O patinho, que era feio mas esperto, bondoso e trabalhador, vivia contente entre os seus amigos, embora com muita vontade de encontrar os cisnes.
Até que um dia...
- Os cisnes estão no lago! - a coruja trouxe a notícia.- Pararam aqui, desviando - se de sua rota, porque um deles está muito doente.
O patinho feio não cabia em si de contente; pegou sua sacolinha de remédios e voou com a coruja para junto do cisne doente, para junto de sua família, de sua gente.
E ao ver os belíssimos pássaros de porte majestoso e gestos graciosos, o patinho feio compreendeu imediatamente que ele não era um cisne.

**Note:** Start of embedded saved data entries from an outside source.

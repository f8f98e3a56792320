//! PNG export for logical surfaces.
//!
//! Each logical cell becomes an exact `scale x scale` pixel block. Images
//! are written to disk or encoded as a base64 data URL.

use std::io::Cursor;
use std::path::Path;

use base64::{engine::general_purpose, Engine as _};
use image::{ImageBuffer, ImageFormat, Rgba, RgbaImage};

use crate::error::{ArmoryError, Result};
use crate::types::Colour;

use super::{GridSpec, LogicalSurface};

const DATA_URL_PREFIX: &str = "data:image/png;base64,";

/// Side of the broken-item placeholder, in cells.
pub const PLACEHOLDER_SIDE: u32 = 8;

/// Pre-encoded 1x1 magenta PNG, used if the placeholder itself cannot be
/// encoded.
const PLACEHOLDER_FALLBACK: &str = "data:image/png;base64,iVBORw0KGgoAAAANSUhEUgAAAAEAAAABCAYAAAAfFcSJAAAADUlEQVR4nGP4z/D/PwAG/gL+DHWJ3gAAAABJRU5ErkJggg==";

/// Expand a surface into a raster image.
pub fn to_image(surface: &LogicalSurface) -> RgbaImage {
    let scale = surface.scale().max(1);
    let (width, height) = surface.grid().with_scale(scale).pixel_size();

    let mut img: RgbaImage = ImageBuffer::new(width, height);
    for (x, y, colour) in surface.filled_cells() {
        let rgba = Rgba(colour.to_rgba());
        for sy in 0..scale {
            for sx in 0..scale {
                img.put_pixel(x as u32 * scale + sx, y as u32 * scale + sy, rgba);
            }
        }
    }
    img
}

/// Encode a surface as PNG bytes.
pub fn encode_png(surface: &LogicalSurface) -> Result<Vec<u8>> {
    let mut bytes = Cursor::new(Vec::new());
    to_image(surface)
        .write_to(&mut bytes, ImageFormat::Png)
        .map_err(|e| ArmoryError::Encode {
            message: format!("Failed to encode PNG: {}", e),
        })?;
    Ok(bytes.into_inner())
}

/// Encode a surface as a `data:image/png;base64,...` URL.
pub fn encode_data_url(surface: &LogicalSurface) -> Result<String> {
    let bytes = encode_png(surface)?;
    Ok(format!(
        "{}{}",
        DATA_URL_PREFIX,
        general_purpose::STANDARD.encode(bytes)
    ))
}

/// Decode the PNG bytes behind a data URL produced by [`encode_data_url`].
pub fn decode_data_url(url: &str) -> Result<Vec<u8>> {
    let payload = url
        .strip_prefix(DATA_URL_PREFIX)
        .ok_or_else(|| ArmoryError::Parse {
            message: "not a PNG data URL".to_string(),
            help: Some(format!("expected a value starting with {}", DATA_URL_PREFIX)),
        })?;
    general_purpose::STANDARD
        .decode(payload)
        .map_err(|e| ArmoryError::Parse {
            message: format!("invalid base64 payload: {}", e),
            help: None,
        })
}

/// Write a surface to a PNG file.
pub fn write_png(surface: &LogicalSurface, path: &Path) -> Result<()> {
    to_image(surface).save(path).map_err(|e| ArmoryError::Io {
        path: path.to_path_buf(),
        message: format!("Failed to write PNG: {}", e),
    })?;
    Ok(())
}

/// The magenta/black checkerboard drawn for broken items.
pub fn placeholder_surface() -> Result<LogicalSurface> {
    let mut surface =
        LogicalSurface::new(GridSpec::new(PLACEHOLDER_SIDE, PLACEHOLDER_SIDE, 1))?;
    for y in 0..PLACEHOLDER_SIDE as i32 {
        for x in 0..PLACEHOLDER_SIDE as i32 {
            let colour = if (x + y) % 2 == 0 {
                Colour::MAGENTA
            } else {
                Colour::BLACK
            };
            surface.blit(x, y, 1, 1, colour);
        }
    }
    Ok(surface)
}

/// Data URL of the broken-item placeholder. Never fails.
pub fn placeholder_data_url() -> String {
    placeholder_surface()
        .and_then(|s| encode_data_url(&s))
        .unwrap_or_else(|_| PLACEHOLDER_FALLBACK.to_string())
}
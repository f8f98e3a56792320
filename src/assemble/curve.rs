//! Lateral offset tracking along elongated components.

/// Accumulates the rounded lateral offset of each row.
///
/// Only the final row's offset leaves the component that drew it.
#[derive(Debug, Clone, Default)]
pub struct CurveAccumulator {
    rows: Vec<(u32, i32)>,
}

impl CurveAccumulator {
    pub fn new() -> Self {
        Self::default()
    }

    /// Evaluate `offset` at `row`, round it, store it and return it.
    pub fn accumulate(&mut self, row: u32, offset: impl Fn(u32) -> f64) -> i32 {
        let value = offset(row).round() as i32;
        self.rows.push((row, value));
        value
    }

    /// Offset of the last accumulated row, or 0 when nothing was drawn.
    pub fn final_offset(&self) -> i32 {
        self.rows.last().map_or(0, |&(_, v)| v)
    }

    pub fn rows_seen(&self) -> usize {
        self.rows.len()
    }
}

#[cfg(test)]
mod tests {
    use super::*;
    use crate::shape::CenterLine;

    #[test]
    fn test_empty_final_offset() {
        assert_eq!(CurveAccumulator::new().final_offset(), 0);
    }

    #[test]
    fn test_curved_blade_final_offset() {
        let center = CenterLine::Curved { amount: 6.0 };
        let mut curve = CurveAccumulator::new();
        let mut last = 0;
        for row in 0..40 {
            last = curve.accumulate(row, |r| center.offset_at(r, 40));
        }
        assert_eq!(curve.final_offset(), last);
        assert_eq!(curve.final_offset(), 6);
        assert_eq!(curve.rows_seen(), 40);
    }

    #[test]
    fn test_rounding() {
        let mut curve = CurveAccumulator::new();
        assert_eq!(curve.accumulate(0, |_| 1.6), 2);
        assert_eq!(curve.accumulate(1, |_| -1.6), -2);
        assert_eq!(curve.final_offset(), -2);
    }
}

Com o coração despedaçado de tristeza, ele tratou do cisne doente da melhor forma que sabia e a pedido deles, dormiu no acampamento, para o caso do cisne ter febre durante a noite.

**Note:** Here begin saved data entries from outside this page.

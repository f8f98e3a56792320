//! Logical drawing surface.
//!
//! Shapes are drawn on a small grid of logical cells. Each cell becomes a
//! `scale x scale` block of pixels when the surface is exported.

use crate::error::{ArmoryError, Result};
use crate::types::Colour;

/// Largest raster side (in output pixels) a surface may be acquired for.
pub const MAX_RASTER_SIDE: u32 = 4096;

/// Dimensions of a logical grid and its output scale.
#[derive(Debug, Clone, Copy, PartialEq, Eq)]
pub struct GridSpec {
    pub width: u32,
    pub height: u32,
    pub scale: u32,
}

impl GridSpec {
    pub const fn new(width: u32, height: u32, scale: u32) -> Self {
        Self {
            width,
            height,
            scale,
        }
    }

    pub fn with_scale(mut self, scale: u32) -> Self {
        self.scale = scale;
        self
    }

    /// Output raster size in pixels.
    pub fn pixel_size(&self) -> (u32, u32) {
        (
            self.width.saturating_mul(self.scale),
            self.height.saturating_mul(self.scale),
        )
    }
}

/// A `width x height` grid of optional cell colours.
#[derive(Debug, Clone, PartialEq, Eq)]
pub struct LogicalSurface {
    grid: GridSpec,
    cells: Vec<Option<Colour>>,
}

impl LogicalSurface {
    /// Acquire a surface for `grid`.
    ///
    /// Fails when any dimension is zero or the scaled raster would exceed
    /// [`MAX_RASTER_SIDE`] on either axis.
    pub fn new(grid: GridSpec) -> Result<Self> {
        let fail = |message: &str| ArmoryError::Surface {
            width: grid.width,
            height: grid.height,
            scale: grid.scale,
            message: message.to_string(),
        };

        if grid.width == 0 || grid.height == 0 || grid.scale == 0 {
            return Err(fail("dimensions must be positive"));
        }
        let too_big = |cells: u32| {
            cells
                .checked_mul(grid.scale)
                .map_or(true, |px| px > MAX_RASTER_SIDE)
        };
        if too_big(grid.width) || too_big(grid.height) {
            return Err(fail(&format!(
                "raster would exceed {} pixels per side",
                MAX_RASTER_SIDE
            )));
        }

        Ok(Self {
            grid,
            cells: vec![None; (grid.width * grid.height) as usize],
        })
    }

    pub fn grid(&self) -> GridSpec {
        self.grid
    }

    pub fn width(&self) -> u32 {
        self.grid.width
    }

    pub fn height(&self) -> u32 {
        self.grid.height
    }

    pub fn scale(&self) -> u32 {
        self.grid.scale
    }

    pub fn in_bounds(&self, x: i32, y: i32) -> bool {
        x >= 0 && y >= 0 && (x as u32) < self.grid.width && (y as u32) < self.grid.height
    }

    fn index(&self, x: i32, y: i32) -> Option<usize> {
        self.in_bounds(x, y)
            .then(|| y as usize * self.grid.width as usize + x as usize)
    }

    /// Colour of a cell, if painted.
    pub fn get(&self, x: i32, y: i32) -> Option<Colour> {
        self.index(x, y).and_then(|i| self.cells[i])
    }

    /// Fill the logical rectangle `(x, y, w, h)`, clipped to the grid.
    pub fn blit(&mut self, x: i32, y: i32, w: i32, h: i32, colour: Colour) {
        self.fill(x, y, w, h, Some(colour));
    }

    /// Remove the logical rectangle `(x, y, w, h)`, clipped to the grid.
    pub fn clear(&mut self, x: i32, y: i32, w: i32, h: i32) {
        self.fill(x, y, w, h, None);
    }

    fn fill(&mut self, x: i32, y: i32, w: i32, h: i32, value: Option<Colour>) {
        if w <= 0 || h <= 0 {
            return;
        }
        let x0 = x.max(0);
        let y0 = y.max(0);
        let x1 = x.saturating_add(w).min(self.grid.width as i32);
        let y1 = y.saturating_add(h).min(self.grid.height as i32);
        for cy in y0..y1 {
            for cx in x0..x1 {
                if let Some(i) = self.index(cx, cy) {
                    self.cells[i] = value;
                }
            }
        }
    }

    /// Iterate painted cells in row-major order.
    pub fn filled_cells(&self) -> impl Iterator<Item = (i32, i32, Colour)> + '_ {
        let width = self.grid.width as usize;
        self.cells.iter().enumerate().filter_map(move |(i, c)| {
            c.map(|colour| ((i % width) as i32, (i / width) as i32, colour))
        })
    }

    /// Number of painted cells.
    pub fn filled_count(&self) -> usize {
        self.cells.iter().filter(|c| c.is_some()).count()
    }

    /// Rows of cell colours, transparent where unpainted.
    pub fn rows(&self) -> Vec<Vec<Colour>> {
        self.cells
            .chunks(self.grid.width as usize)
            .map(|row| {
                row.iter()
                    .map(|c| c.unwrap_or(Colour::TRANSPARENT))
                    .collect()
            })
            .collect()
    }
}

#[cfg(test)]
mod tests {
    use super::*;

    fn surface(w: u32, h: u32) -> LogicalSurface {
        LogicalSurface::new(GridSpec::new(w, h, 4)).unwrap()
    }

    #[test]
    fn test_new_surface_is_empty() {
        let s = surface(8, 6);
        assert_eq!(s.filled_count(), 0);
        assert_eq!(s.grid().pixel_size(), (32, 24));
    }

    #[test]
    fn test_acquisition_failures() {
        assert!(LogicalSurface::new(GridSpec::new(0, 4, 4)).is_err());
        assert!(LogicalSurface::new(GridSpec::new(4, 4, 0)).is_err());
        assert!(LogicalSurface::new(GridSpec::new(5000, 4, 1)).is_err());
        assert!(LogicalSurface::new(GridSpec::new(64, 64, 65)).is_err());
        assert!(LogicalSurface::new(GridSpec::new(64, 64, 64)).is_ok());

        let err = LogicalSurface::new(GridSpec::new(u32::MAX, 1, u32::MAX)).unwrap_err();
        assert!(matches!(err, ArmoryError::Surface { .. }));
    }

    #[test]
    fn test_blit_and_get() {
        let mut s = surface(4, 4);
        s.blit(1, 1, 2, 2, Colour::WHITE);
        assert_eq!(s.get(1, 1), Some(Colour::WHITE));
        assert_eq!(s.get(2, 2), Some(Colour::WHITE));
        assert_eq!(s.get(0, 0), None);
        assert_eq!(s.get(3, 3), None);
        assert_eq!(s.filled_count(), 4);
    }

    #[test]
    fn test_blit_clips_to_grid() {
        let mut s = surface(4, 4);
        s.blit(-2, -2, 10, 3, Colour::BLACK);
        assert_eq!(s.filled_count(), 4);
        assert_eq!(s.get(-1, 0), None);
        s.blit(i32::MAX - 1, 0, 5, 5, Colour::BLACK);
        assert_eq!(s.filled_count(), 4);
    }

    #[test]
    fn test_zero_area_is_noop() {
        let mut s = surface(4, 4);
        s.blit(0, 0, 0, 3, Colour::BLACK);
        s.blit(0, 0, 3, -1, Colour::BLACK);
        assert_eq!(s.filled_count(), 0);
    }

    #[test]
    fn test_clear_opens_hole() {
        let mut s = surface(4, 4);
        s.blit(0, 0, 4, 4, Colour::WHITE);
        s.clear(1, 0, 2, 1);
        assert_eq!(s.get(1, 0), None);
        assert_eq!(s.get(0, 0), Some(Colour::WHITE));
        assert_eq!(s.filled_count(), 14);
    }

    #[test]
    fn test_filled_cells_and_rows() {
        let mut s = surface(3, 2);
        s.blit(2, 1, 1, 1, Colour::MAGENTA);
        let cells: Vec<_> = s.filled_cells().collect();
        assert_eq!(cells, vec![(2, 1, Colour::MAGENTA)]);

        let rows = s.rows();
        assert_eq!(rows.len(), 2);
        assert_eq!(rows[1][2], Colour::MAGENTA);
        assert_eq!(rows[0][0], Colour::TRANSPARENT);
    }
}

Uma jovem cisnezinha trouxe - lhe o jantar e conversou muito educadamente com ele, apesar de ele não passar de um pato feioso, porque os cisnes são assim : gentis e educados.
O cisne velho estava muito doente e demorou para sarar. O patinho permaneceu a seu lado. Quanto mais conheciam o patinho feio, mais os cisnes gostavam dele.
O patinho, vendo destruídos os seus sonhos, dormia mal e comia pouco, mas disfarçava o melhor que podia a sua tristeza.
Finalmente o velho cisne curou - se e o grupo podia partir. O velho cisne disse então :
- Epaminondas, quando eu adoeci, ouvi falar de um pato sábio que morava nesta lagoa. Até pássaros de outros lagos vem procurá - lo quando ficam doentes ou precisam de conselhos. Todos o elogiam por seu bom senso, por sua brilhante inteligência, por sua paciência e gentileza. E agora vejo que minha filha Alva está apaixonada por você e creio que é correspondida.
O patinho feio levou um susto. Alva? Apaixonada por ele? O pobre Epaminondas ficou vermelho e perdeu a voz.
- Pois eu faço muito gosto nesse casamento. É uma honra te - lo como parte da família.
O patinho feio disse ao cisne que era uma maldade fazerem uma brincadeira dessas com ele, só porque ele era um pato muito feio.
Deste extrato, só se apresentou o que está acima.